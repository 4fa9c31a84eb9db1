//! Driver lookup by protocol name

use std::collections::HashMap;
use std::sync::Arc;

use strata_core::{Connection, Database};
use tracing::info;

use crate::{Error, Result};

/// Opens a connection from the part of a protocol after `<driver>://`
pub type DriverFactory = fn(&str) -> Result<Arc<dyn Connection>>;

/// Maps driver names to connection factories
#[derive(Debug, Clone, Default)]
pub struct DriverRegistry {
    drivers: HashMap<String, DriverFactory>,
}

impl DriverRegistry {
    /// An empty registry
    pub fn new() -> Self {
        Self::default()
    }

    /// A registry holding every driver compiled into this crate
    pub fn with_defaults() -> Self {
        #[allow(unused_mut)]
        let mut registry = Self::new();
        #[cfg(feature = "sqlite")]
        registry.register(
            crate::driver::sqlite::DRIVER_NAME,
            crate::driver::sqlite::SqliteConnection::open_shared,
        );
        registry
    }

    /// Register a factory, returning the one it replaced
    pub fn register(&mut self, name: &str, factory: DriverFactory) -> Option<DriverFactory> {
        self.drivers.insert(name.to_string(), factory)
    }

    pub fn contains(&self, name: &str) -> bool {
        self.drivers.contains_key(name)
    }

    /// Open a connection for `<driver>://<target>`
    pub fn connect(&self, protocol: &str) -> Result<Arc<dyn Connection>> {
        let (driver, target) = split_protocol(protocol)?;
        let factory = self
            .drivers
            .get(driver)
            .ok_or_else(|| Error::unknown_driver(driver))?;

        info!(driver, path = target, "opening database connection");
        factory(target)
    }

    /// Like [`connect`](Self::connect), wrapped in a [`Database`] handle
    pub fn open(&self, protocol: &str) -> Result<Database> {
        Ok(Database::new(self.connect(protocol)?))
    }
}

/// Split a protocol into its driver name and target
pub fn split_protocol(protocol: &str) -> Result<(&str, &str)> {
    let (driver, rest) = protocol
        .split_once(':')
        .ok_or_else(|| Error::invalid_protocol(protocol))?;
    if driver.is_empty() {
        return Err(Error::invalid_protocol(protocol));
    }
    Ok((driver, rest.strip_prefix("//").unwrap_or(rest)))
}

Problem details>
Only the lines that hold the word "sqlite" are wanted; each should be pulled from the records.

Task solution>
        #[cfg(feature = "sqlite")]
            crate::driver::sqlite::DRIVER_NAME,
            crate::driver::sqlite::SqliteConnection::open_shared,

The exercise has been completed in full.